Alabama Public Land Hunting
The state Division of Wildlife Section operates and maintains 35 Wildlife Management Areas (WMAs) across the state. There’s one not far from any area of the state. The total of 721,000 acres ranges from small areas like the 400 acre Martin CHA to the giant 91,263 acre Black Warrior WMA. The state also has a liberal program that allows Special Opportunity Areas (SOAs) on typically smaller acreage areas.These allows random draw permit system that reduces pressure and increases the quality of the hunt.
The Forever Wild Land Trust is also a boost to the state’s hunting. A large percentage of the land purchased through the Forever Wild Land Trust is open to public hunting. Some areas are part of existing Wildlife Management Areas and others adjacent to existing WMAs are managed as Natural Preserve/Recreation Areas and are open to hunting.
The state is home to eleven National Wildlife Refuges, which dot every corner of the state. They include Key Cave, Fern Cave, Sauta Cave, Wheeler, Watercress Darter, Mountain Longleaf, Cahaba River, Eufaula, Choctaw, Grand Bay and Bon Secour NWRs.
Hunting pressure on public lands is often high. One way to counter that and find deer that aren’t targets of the majority is to be willing to pack in extended distances, sometimes several miles into tough conditions. Going off the beaten path is a good way to increase a hunter’s odds over the general population.
Alabama Big Game Hunting
Like most southern states, the white-tailed deer is the top game target. A whopping four million man/days of hunting are put in by approximately 180,000 deer hunters annualy in the state. The harvest varies from year to year, but ranges in excess of 300,000 deer harvested every year. That’s a pretty good success ratio.
Deer hunting is good across the state. But these areas deserve special mention. The counties of Montgomery, Lownes and Dallas lie in the heart of the ferule “blackbelt” of Alabama and it is these same rich land areas that produce the biggest and best white-tail deer. Food supplies are abundant and the deer population is steady.

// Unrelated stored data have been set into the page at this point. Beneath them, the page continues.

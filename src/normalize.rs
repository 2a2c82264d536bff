//! Tag canonicalization and sentence splitting.
//!
//! Tagger output arrives word by word for a whole utterance. [`TagNormalizer`] maps
//! every raw tag through the canonicalization table, regroups morphemes under the word
//! they came from and cuts the stream into sentences at each sentence-final
//! punctuation tag. The punctuation token itself stays in the sentence's token list
//! (the grammar needs it to close the sentence) but is left out of the word groups.

use serde::Serialize;
use tracing::debug;

use crate::config::Tables;
use crate::tagging::TaggedWord;

/// A morpheme with its tag, in parse order.
#[derive(Debug, Clone, PartialEq, Eq, Serialize)]
#[serde(rename_all = "camelCase")]
pub struct Token {
    pub morpheme: String,
    pub tag: String,
    pub source_word: String,
}

impl Token {
    pub fn new(morpheme: impl Into<String>, tag: impl Into<String>, source_word: impl Into<String>) -> Self {
        Self {
            morpheme: morpheme.into(),
            tag: tag.into(),
            source_word: source_word.into(),
        }
    }
}

/// An input word and the morphemes it was analysed into.
#[derive(Debug, Clone, PartialEq, Eq, Serialize)]
pub struct WordGroup {
    pub word: String,
    pub morphemes: Vec<String>,
}

/// One sentence's worth of tagger output.
#[derive(Debug, Clone, Default, PartialEq, Eq)]
pub struct SentenceTokens {
    /// Tokens with the tagger's own tags.
    pub raw: Vec<Token>,
    /// Tokens with canonical tags; this is what the grammar parses.
    pub tokens: Vec<Token>,
    pub groups: Vec<WordGroup>,
}

impl SentenceTokens {
    fn is_empty(&self) -> bool {
        self.raw.is_empty() && self.groups.is_empty()
    }
}

pub struct TagNormalizer<'t> {
    tables: &'t Tables,
}

impl<'t> TagNormalizer<'t> {
    pub fn new(tables: &'t Tables) -> Self {
        Self { tables }
    }

    pub fn normalize(&self, words: &[TaggedWord]) -> Vec<SentenceTokens> {
        let mut sentences = Vec::new();
        let mut current = SentenceTokens::default();

        for word in words {
            let morphemes: Vec<String> = word
                .morphemes
                .iter()
                .filter(|m| !self.tables.is_sentence_final(&m.tag))
                .map(|m| m.text.trim().to_string())
                .collect();
            // A word belongs to the sentence it starts in.
            if !morphemes.is_empty() {
                current.groups.push(WordGroup {
                    word: word.surface.clone(),
                    morphemes,
                });
            }

            for morpheme in &word.morphemes {
                let text = morpheme.text.trim();
                let canonical = self.tables.canonical_tag(&morpheme.tag);
                current.raw.push(Token::new(text, morpheme.tag.as_str(), word.surface.as_str()));
                current.tokens.push(Token::new(text, canonical, word.surface.as_str()));

                if self.tables.is_sentence_final(&morpheme.tag) {
                    debug!(
                        tokens = current.tokens.len(),
                        words = current.groups.len(),
                        "sentence boundary"
                    );
                    sentences.push(std::mem::take(&mut current));
                }
            }
        }

        if !current.is_empty() {
            sentences.push(current);
        }
        sentences
    }
}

The southwest area of the state around Mobile in Monroe, Escambia and Baldwin counties are also top deer producers. Hunters looking for an easy trip can contact one of many lodges in these areas. Finally, deer hunters won’t need to miss checking out the Lawrence County area. This area is part of the Bankhead National Forest and a combination of public and private land in the region is all good for big bucks.
Alabama has a big population of black bears, mostly in the southwest and northeast. But despite the numbers, they aren’t high enough yet to allow an open season on bears. Wildlife experts do ask hunters or others in the woods to report any sighting to help better estimate the numbers.

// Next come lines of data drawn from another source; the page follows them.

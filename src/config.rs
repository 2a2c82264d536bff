//! Read-only configuration tables.
//!
//! [`Tables`] bundles the tag canonicalization map and every label dictionary the
//! pipeline consults. A built-in copy is parsed once per process; callers may load a
//! replacement file at start-up. Either way the value is shared by reference and never
//! mutated afterwards, so any number of sentences can read it concurrently.

use std::collections::{BTreeMap, HashMap};
use std::path::Path;
use std::time::Duration;

use once_cell::sync::Lazy;
use serde::{Deserialize, Serialize};

use crate::errors::SentreeError;

const BUILTIN_TABLES: &str = include_str!("config/tables.yaml");

static BUILTIN: Lazy<Tables> = Lazy::new(|| {
    // The embedded file is covered by tests; a failure here is a build defect.
    serde_yaml::from_str(BUILTIN_TABLES).unwrap_or_else(|e| panic!("built-in tables: {e}"))
});

// ============================================================================
// LOOKUP TABLES
// ============================================================================

/// A reference note attached to phrase or word nodes.
#[derive(Debug, Clone, PartialEq, Eq, Serialize, Deserialize)]
pub struct Reference {
    pub title: String,
    pub note: String,
    #[serde(default, skip_serializing_if = "Option::is_none")]
    pub link: Option<String>,
}

#[derive(Debug, Clone, Serialize, Deserialize)]
pub struct Tables {
    /// Raw tag marking the end of a sentence.
    pub sentence_final_tag: String,
    /// Raw tagger tag -> canonical grammar tag. Absent tags pass through.
    #[serde(default)]
    pub tag_map: BTreeMap<String, String>,
    #[serde(default)]
    pub pos_labels: HashMap<String, String>,
    /// Keyed `"word:tag"`; wins over `pos_labels`.
    #[serde(default)]
    pub word_labels: HashMap<String, String>,
    #[serde(default)]
    pub phrase_labels: HashMap<String, String>,
    #[serde(default)]
    pub references: HashMap<String, Reference>,
    #[serde(default)]
    pub content_classes: Vec<String>,
    pub verb_class: String,
    pub citation_suffix: String,
}

impl Tables {
    /// The process-wide built-in tables.
    pub fn builtin() -> &'static Tables {
        &BUILTIN
    }

    pub fn from_yaml(source: &str) -> Result<Self, serde_yaml::Error> {
        serde_yaml::from_str(source)
    }

    pub fn from_path(path: &Path) -> Result<Self, SentreeError> {
        let source = std::fs::read_to_string(path)?;
        Self::from_yaml(&source).map_err(|e| SentreeError::Config {
            path: path.display().to_string(),
            message: e.to_string(),
        })
    }

    pub fn canonical_tag<'a>(&'a self, raw: &'a str) -> &'a str {
        self.tag_map.get(raw).map_or(raw, String::as_str)
    }

    pub fn is_sentence_final(&self, raw_tag: &str) -> bool {
        raw_tag == self.sentence_final_tag
    }

    /// Display lines for a terminal: exact `(word, tag)` entry first, then the tag's
    /// generic label, then the bare tag.
    pub fn leaf_label(&self, word: &str, tag: &str) -> Vec<String> {
        let label = self
            .word_labels
            .get(&word_key(word, tag))
            .or_else(|| self.pos_labels.get(tag))
            .map_or(tag, String::as_str);
        label.split('\n').map(str::to_string).collect()
    }

    pub fn phrase_label(&self, tag: &str) -> Option<&str> {
        self.phrase_labels.get(tag).map(String::as_str)
    }

    pub fn reference(&self, key: &str) -> Option<&Reference> {
        self.references.get(key)
    }

    pub fn is_content_word(&self, tag: &str) -> bool {
        self.content_classes
            .iter()
            .any(|class| tag.starts_with(class.as_str()))
    }

    pub fn is_verb_class(&self, tag: &str) -> bool {
        tag.starts_with(self.verb_class.as_str())
    }
}

/// Key used by the `"word:tag"` tables.
pub fn word_key(word: &str, tag: &str) -> String {
    format!("{word}:{tag}")
}

// ============================================================================
// TRANSLATOR SETTINGS
// ============================================================================

pub const TRANSLATOR_ID_VAR: &str = "SENTREE_TRANSLATOR_ID";
pub const TRANSLATOR_SECRET_VAR: &str = "SENTREE_TRANSLATOR_SECRET";
pub const TRANSLATOR_URL_VAR: &str = "SENTREE_TRANSLATOR_URL";

const DEFAULT_ENDPOINT: &str = "https://openapi.naver.com/v1/papago/n2mt";

/// Connection settings for the machine-translation service used for definitions.
#[derive(Debug, Clone, PartialEq, Eq)]
pub struct TranslatorSettings {
    pub endpoint: String,
    pub client_id: String,
    pub client_secret: String,
    pub source_lang: String,
    pub target_lang: String,
    pub timeout: Duration,
}

impl TranslatorSettings {
    pub fn new(client_id: impl Into<String>, client_secret: impl Into<String>) -> Self {
        Self {
            endpoint: DEFAULT_ENDPOINT.to_string(),
            client_id: client_id.into(),
            client_secret: client_secret.into(),
            source_lang: "ko".to_string(),
            target_lang: "en".to_string(),
            timeout: Duration::from_secs(5),
        }
    }

    /// Reads credentials from the environment; `None` when they are not configured.
    pub fn from_env() -> Option<Self> {
        let id = std::env::var(TRANSLATOR_ID_VAR).ok()?;
        let secret = std::env::var(TRANSLATOR_SECRET_VAR).ok()?;
        let mut settings = Self::new(id, secret);
        if let Ok(url) = std::env::var(TRANSLATOR_URL_VAR) {
            settings.endpoint = url;
        }
        Some(settings)
    }

    pub fn with_timeout(mut self, timeout: Duration) -> Self {
        self.timeout = timeout;
        self
    }
}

Feral hogs are not a friend of hunters after other species, but they do provide some good hunting opportunities. Once confined to river swamps, the populations have spread all across the state.

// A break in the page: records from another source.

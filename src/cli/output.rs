//! Handles all user-facing output for the CLI.
//!
//! Trees are printed as an indented outline: branches show their display tag, leaves
//! show the morpheme, its tag, its label and any definition, with the tag column
//! aligned by display width so Hangul and ASCII words line up.

use std::io;

use termcolor::{Color, ColorSpec, WriteColor};
use unicode_width::UnicodeWidthStr;

use crate::config::Tables;
use crate::engine::SentenceResult;
use crate::tree::{RenderNode, RenderTree};

const INDENT: &str = "  ";

// ============================================================================
// CORE OUTPUT FUNCTIONS
// ============================================================================

/// Prints one sentence result: the tree and its phrases, or the failure summary.
pub fn write_sentence<W: WriteColor>(out: &mut W, index: usize, sentence: &SentenceResult) -> io::Result<()> {
    let words: Vec<&str> = sentence.morpheme_groups.iter().map(|g| g.word.as_str()).collect();
    out.set_color(ColorSpec::new().set_fg(Some(Color::Yellow)).set_bold(true))?;
    writeln!(out, "--- Sentence {}: {} ---", index + 1, words.join(" "))?;
    out.reset()?;

    match &sentence.parse_tree {
        Some(tree) => {
            write_tree(out, tree)?;
            write_phrases(out, sentence)?;
        }
        None => {
            out.set_color(ColorSpec::new().set_fg(Some(Color::Red)).set_bold(true))?;
            write!(out, "{}", sentence.error.as_deref().unwrap_or_default())?;
            out.reset()?;
            if let Some(token) = &sentence.last_token {
                write!(out, " at `{}/{}` (token {})", token.morpheme, token.tag, token.position)?;
            }
            writeln!(out)?;
        }
    }
    Ok(())
}

pub fn write_tree<W: WriteColor>(out: &mut W, tree: &RenderTree) -> io::Result<()> {
    let column = leaf_column(tree, tree.root(), 0);
    write_node(out, tree, tree.root(), 0, column)
}

/// Prints the canonicalization map as `RAW -> CANONICAL` lines.
pub fn write_tags<W: WriteColor>(out: &mut W, tables: &Tables) -> io::Result<()> {
    let width = tables.tag_map.keys().map(|k| k.width()).max().unwrap_or(0);
    for (raw, canonical) in &tables.tag_map {
        write!(out, "{raw}{} -> ", pad(raw, width))?;
        out.set_color(ColorSpec::new().set_fg(Some(Color::Cyan)))?;
        writeln!(out, "{canonical}")?;
        out.reset()?;
    }
    writeln!(out, "sentence-final tag: {}", tables.sentence_final_tag)
}

// ============================================================================
// PRIVATE HELPERS
// ============================================================================

fn write_node<W: WriteColor>(
    out: &mut W,
    tree: &RenderTree,
    node: &RenderNode,
    depth: usize,
    column: usize,
) -> io::Result<()> {
    let indent = INDENT.repeat(depth);
    match &node.word {
        None => {
            out.set_color(ColorSpec::new().set_fg(Some(Color::Cyan)).set_bold(true))?;
            writeln!(out, "{indent}{}", node.tag)?;
            out.reset()?;
            for child in tree.children(node) {
                write_node(out, tree, child, depth + 1, column)?;
            }
        }
        Some(word) => {
            let lead = format!("{indent}{word}");
            write!(out, "{lead}{}  ", pad(&lead, column))?;
            out.set_color(ColorSpec::new().set_fg(Some(Color::Green)))?;
            write!(out, "{:<4}", node.tag)?;
            out.reset()?;
            write!(out, " {}", node.tag_label.join(" "))?;
            if let Some(definition) = &node.definition {
                out.set_color(ColorSpec::new().set_italic(true))?;
                write!(out, "  \"{definition}\"")?;
                out.reset()?;
            }
            writeln!(out)?;
        }
    }
    Ok(())
}

fn write_phrases<W: WriteColor>(out: &mut W, sentence: &SentenceResult) -> io::Result<()> {
    if sentence.phrases.is_empty() {
        return Ok(());
    }
    writeln!(out, "Phrases:")?;
    for phrase in &sentence.phrases {
        out.set_color(ColorSpec::new().set_bold(true))?;
        write!(out, "{INDENT}{}", phrase.label)?;
        out.reset()?;
        writeln!(out, ": {}", phrase.text)?;
    }
    Ok(())
}

/// Widest `indent + word` among the leaves under `node`.
fn leaf_column(tree: &RenderTree, node: &RenderNode, depth: usize) -> usize {
    match &node.word {
        Some(word) => INDENT.len() * depth + word.width(),
        None => tree
            .children(node)
            .map(|child| leaf_column(tree, child, depth + 1))
            .max()
            .unwrap_or(0),
    }
}

fn pad(text: &str, column: usize) -> String {
    " ".repeat(column.saturating_sub(text.width()))
}

#[cfg(test)]
mod tests {
    use super::*;
    use crate::normalize::Token;
    use crate::syntax::parse;
    use crate::tree::TreeBuilder;
    use termcolor::NoColor;

    fn render(annotated: &str) -> String {
        let tokens: Vec<Token> = annotated
            .split_whitespace()
            .map(|pair| {
                let (m, t) = pair.rsplit_once('/').unwrap();
                Token::new(m, t, m)
            })
            .collect();
        let tree = parse(&tokens).unwrap();
        let built = TreeBuilder::new(Tables::builtin()).build(&tree);
        let mut out = NoColor::new(Vec::new());
        write_tree(&mut out, &built.tree).unwrap();
        String::from_utf8(out.into_inner()).unwrap()
    }

    #[test]
    fn outline_indents_and_aligns_leaves() {
        let text = render("가/VV 아/EF ./SF");
        let lines: Vec<&str> = text.lines().collect();
        assert_eq!(lines[0], "Sentence");
        // The clause collapses into its predicate, which is not the last child.
        assert_eq!(lines[1], "  Verb Phrase");
        assert!(lines[2].starts_with("    가  VV"));
        // `.` sits one level up but its tag column lines up with the deeper leaves.
        let tag_col = |line: &str| line.find("VV").or_else(|| line.find("SF")).unwrap();
        let first = &lines[2][..tag_col(lines[2])];
        let last = &lines[4][..tag_col(lines[4])];
        assert_eq!(first.width(), last.width());
    }
}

And then there are alligators. The state’s alligator population has grown so large that they have become a nuisance and an alligator season by permit is now available to hunters.
Hunting for Birds and Other Species in Alabama
Approximately 30,000 individuals hunt waterfowl annually in Alabama. The Tennessee River drainage and the Mobile Tensaw Delta provide a large portion of the waterfowl hunting opportunities for most migratory species. Wood ducks are the primary species hunted throughout the remainder of the state.
Alabama quail hunting has changed significantly over the past decades. There was a day when quail were all over the state, but changing farm practices and habitat loss had huge negative impacts. Today, most of Alabama’s quail hunting opportunities are on commercial quail hunting operations. There are several good ones to choose from.
The Eastern wild turkey is the second most popular game animal in Alabama and accounts for about 500,000 man-days of hunting annually. Many of Alabama’s turkey hunters are quite avid and enjoy the four- to six-week spring turkey season.
Mourning dove hunting typically kicks off the fall hunting season as many hunters look forward to a day on a dove field with family and friends. Like most other places, dove hunting is as much a social event as a hunting activity. Alabama is divided into two dove hunting zones, with most of the state in the northern zone. The north and south zone seasons typically begin in early September and October, respectively.